Metabolomics analysis reveals amelioration effects of yellowhorn tea extract on hyperlipidemia, inflammation, and oxidative stress in high-fat diet-fed mice.

Yellowhorn tea (YT) is traditionally used as a lipid-lowering beverage in Mongolian minorities. However, the pharmacological effects of YT extract and its specific metabolic changes in hyperlipidemia models are not fully understood. The aim of this study was to identify biomarkers using untargeted metabolomics techniques and to investigate the mechanisms underlying the changes in metabolic pathways associated with lipid lowering, anti-inflammation and anti-oxidant in hyperlipidemic mice.
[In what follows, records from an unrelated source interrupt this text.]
//! Metrics collection using Prometheus
//!
//! This module provides metrics collection for the matchmaker service using
//! Prometheus metrics.

use crate::types::{MatchmakerStats, MatchmakingStatus, RemovalReason};
use anyhow::Result;
use prometheus::{
    Histogram, HistogramOpts, IntCounter, IntCounterVec, IntGauge, IntGaugeVec, Opts, Registry,
};
use std::sync::Arc;
use std::time::{Duration, Instant};

/// Main metrics collector for the matchmaker service
#[derive(Clone)]
pub struct MetricsCollector {
    /// Prometheus registry
    registry: Arc<Registry>,

    /// Service-level metrics
    service_metrics: ServiceMetrics,

    /// Game server metrics
    server_metrics: ServerMetrics,

    /// Player metrics
    player_metrics: PlayerMetrics,

    /// Performance metrics
    performance_metrics: PerformanceMetrics,
}

/// Service-level metrics
#[derive(Clone)]
pub struct ServiceMetrics {
    /// Health check status (0=unhealthy, 1=degraded, 2=healthy)
    pub health_status: IntGauge,

    /// Component health status
    pub component_health: IntGaugeVec,
}

/// Game server metrics
#[derive(Clone)]
pub struct ServerMetrics {
    /// Registrations, split into new and re-registered servers
    pub registrations_total: IntCounterVec,

    /// Explicit deregistrations
    pub deregistrations_total: IntCounter,

    /// Servers removed by the heartbeat sweep
    pub expired_total: IntCounter,

    /// Servers currently registered
    pub active_servers: IntGauge,

    /// Servers currently open for allocation
    pub open_servers: IntGauge,
}

/// Player metrics
#[derive(Clone)]
pub struct PlayerMetrics {
    /// Enqueue calls
    pub enqueued_total: IntCounter,

    /// Player records deleted, by reason
    pub removed_total: IntCounterVec,

    /// Poll results, by outcome
    pub polls_total: IntCounterVec,

    /// Players currently known, by status
    pub players_by_status: IntGaugeVec,
}

/// Performance metrics
#[derive(Clone)]
pub struct PerformanceMetrics {
    /// Time spent in a poll, sweeps included
    pub poll_duration: Histogram,
}

impl MetricsCollector {
    /// Create a new metrics collector with default registry
    pub fn new() -> Result<Self> {
        let registry = Arc::new(Registry::new());
        Self::with_registry(registry)
    }

    /// Create a new metrics collector with custom registry
    pub fn with_registry(registry: Arc<Registry>) -> Result<Self> {
        let service_metrics = ServiceMetrics::new(&registry)?;
        let server_metrics = ServerMetrics::new(&registry)?;
        let player_metrics = PlayerMetrics::new(&registry)?;
        let performance_metrics = PerformanceMetrics::new(&registry)?;

        Ok(Self {
            registry,
            service_metrics,
            server_metrics,
            player_metrics,
            performance_metrics,
        })
    }

    /// Get the Prometheus registry
    pub fn registry(&self) -> Arc<Registry> {
        self.registry.clone()
    }

    pub fn service(&self) -> &ServiceMetrics {
        &self.service_metrics
    }

    pub fn server(&self) -> &ServerMetrics {
        &self.server_metrics
    }

    pub fn player(&self) -> &PlayerMetrics {
        &self.player_metrics
    }

    pub fn performance(&self) -> &PerformanceMetrics {
        &self.performance_metrics
    }

    /// Update gauges from an engine snapshot
    pub fn update_from_stats(&self, stats: &MatchmakerStats) {
        self.server_metrics
            .active_servers
            .set(stats.servers_total as i64);
        self.server_metrics.open_servers.set(stats.servers_open as i64);

        let by_status = &self.player_metrics.players_by_status;
        by_status
            .with_label_values(&["queued"])
            .set(stats.players_queued as i64);
        by_status
            .with_label_values(&["matched"])
            .set(stats.players_matched as i64);
        by_status
            .with_label_values(&["joined"])
            .set(stats.players_joined as i64);
    }

    /// Record a server registration
    pub fn record_server_registered(&self, reregistered: bool) {
        let kind = if reregistered { "reregistered" } else { "new" };
        self.server_metrics
            .registrations_total
            .with_label_values(&[kind])
            .inc();
    }

    pub fn record_server_deregistered(&self) {
        self.server_metrics.deregistrations_total.inc();
    }

    /// Record servers dropped by the heartbeat sweep
    pub fn record_servers_expired(&self, count: usize) {
        self.server_metrics.expired_total.inc_by(count as u64);
    }

    pub fn record_player_enqueued(&self) {
        self.player_metrics.enqueued_total.inc();
    }

    pub fn record_player_removed(&self, reason: RemovalReason) {
        self.player_metrics
            .removed_total
            .with_label_values(&[reason.label()])
            .inc();
    }

    /// Record a completed poll
    pub fn record_poll(&self, status: MatchmakingStatus, duration: Duration) {
        self.player_metrics
            .polls_total
            .with_label_values(&[status.label()])
            .inc();

        self.performance_metrics
            .poll_duration
            .observe(duration.as_secs_f64());
    }

    /// Update health status
    pub fn update_health_status(&self, status: u8) {
        self.service_metrics.health_status.set(status as i64);
    }

    /// Update component health
    pub fn update_component_health(&self, component: &str, healthy: bool) {
        let status = if healthy { 1 } else { 0 };
        self.service_metrics
            .component_health
            .with_label_values(&[component])
            .set(status);
    }

    /// Create a timer for measuring operation duration
    pub fn start_timer(&self) -> MetricsTimer {
        MetricsTimer::new()
    }
}

/// Timer for measuring operation durations
pub struct MetricsTimer {
    start: Instant,
}

impl MetricsTimer {
    fn new() -> Self {
        Self {
            start: Instant::now(),
        }
    }

    /// Get the elapsed duration
    pub fn elapsed(&self) -> Duration {
        self.start.elapsed()
    }

    /// Stop the timer and return the duration
    pub fn stop(self) -> Duration {
        self.elapsed()
    }
}

impl ServiceMetrics {
    fn new(registry: &Registry) -> Result<Self> {
        let health_status = IntGauge::new(
            "matchmaker_health_status",
            "Health status (0=unhealthy, 1=degraded, 2=healthy)",
        )?;
        registry.register(Box::new(health_status.clone()))?;

        let component_health = IntGaugeVec::new(
            Opts::new("matchmaker_component_health", "Component health status"),
            &["component"],
        )?;
        registry.register(Box::new(component_health.clone()))?;

        Ok(Self {
            health_status,
            component_health,
        })
    }
}

impl ServerMetrics {
    fn new(registry: &Registry) -> Result<Self> {
        let registrations_total = IntCounterVec::new(
            Opts::new(
                "matchmaker_server_registrations_total",
                "Game server registrations",
            ),
            &["kind"],
        )?;
        registry.register(Box::new(registrations_total.clone()))?;

        let deregistrations_total = IntCounter::new(
            "matchmaker_server_deregistrations_total",
            "Game server deregistrations",
        )?;
        registry.register(Box::new(deregistrations_total.clone()))?;

        let expired_total = IntCounter::new(
            "matchmaker_servers_expired_total",
            "Game servers removed after missing heartbeats",
        )?;
        registry.register(Box::new(expired_total.clone()))?;

        let active_servers =
            IntGauge::new("matchmaker_active_servers", "Registered game servers")?;
        registry.register(Box::new(active_servers.clone()))?;

        let open_servers = IntGauge::new("matchmaker_open_servers", "Open game servers")?;
        registry.register(Box::new(open_servers.clone()))?;

        Ok(Self {
            registrations_total,
            deregistrations_total,
            expired_total,
            active_servers,
            open_servers,
        })
    }
}

impl PlayerMetrics {
    fn new(registry: &Registry) -> Result<Self> {
        let enqueued_total =
            IntCounter::new("matchmaker_players_enqueued_total", "Enqueue requests")?;
        registry.register(Box::new(enqueued_total.clone()))?;

        let removed_total = IntCounterVec::new(
            Opts::new("matchmaker_players_removed_total", "Player records removed"),
            &["reason"],
        )?;
        registry.register(Box::new(removed_total.clone()))?;

        let polls_total = IntCounterVec::new(
            Opts::new("matchmaker_polls_total", "Matchmaking polls by outcome"),
            &["outcome"],
        )?;
        registry.register(Box::new(polls_total.clone()))?;

        let players_by_status = IntGaugeVec::new(
            Opts::new("matchmaker_players", "Players currently known by status"),
            &["status"],
        )?;
        registry.register(Box::new(players_by_status.clone()))?;

        Ok(Self {
            enqueued_total,
            removed_total,
            polls_total,
            players_by_status,
        })
    }
}

impl PerformanceMetrics {
    fn new(registry: &Registry) -> Result<Self> {
        let poll_duration = Histogram::with_opts(
            HistogramOpts::new(
                "matchmaker_poll_duration_seconds",
                "Matchmaking poll processing time",
            )
            .buckets(vec![0.0001, 0.0005, 0.001, 0.005, 0.01, 0.05, 0.1, 0.5]),
        )?;
        registry.register(Box::new(poll_duration.clone()))?;

        Ok(Self { poll_duration })
    }
}

impl Default for MetricsCollector {
    fn default() -> Self {
        Self::new().expect("Failed to create default metrics collector")
    }
}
A high-fat diet (HFD)-induced hyperlipidemic mouse model was established. YT extract was administered as oral gavage at 0.15, 0.3, and 0.6 g/kg doses for 10 weeks. HFD-induced hyperlipidemia and the therapeutic effect of YT extract were evaluated based on histopathology and by assessing blood lipid levels. Liver inflammatory factors and oxidative stress indices were determined using enzyme-linked immunosorbent assays. Liver metabolites were evaluated using untargeted metabolomics. Biochemical and histological examinations showed that YT extract significantly reduced body-weight gain (p < 0.01) and fat deposition in tissues. YT extract significantly reduced the levels of serum and liver triglyceride and total cholesterol; inflammatory factors [interleukin (IL)-6, IL-1ß, and tumor necrosis factor-α]; malondialdehyde; and leptin (p < 0.05) in hyperlipidemic mice. YT extract also significantly increased the levels of oxidative stress indicators (superoxide dismutase, catalase, and glutathione peroxidase) and adiponectin. Metabolomics studies revealed several endogenous molecules were altered by the high-fat diet and recovery following intervention with YT extract. The metabolites that were significantly different in the liver after YT intake included citicoline, acetylcholine, pyridoxine, and NAD. Pathway analysis indicated that YT extract ameliorated HFD-induced hyperlipidemia in mice via three major metabolic pathways, namely, glycerophospholipid metabolism, vitamin B6 metabolism, and nicotinate and nicotinamide metabolism. This study demonstrates YT extract has profound effects on the alleviation of HFD-induced hyperlipidemia, inflammation and oxidative stress.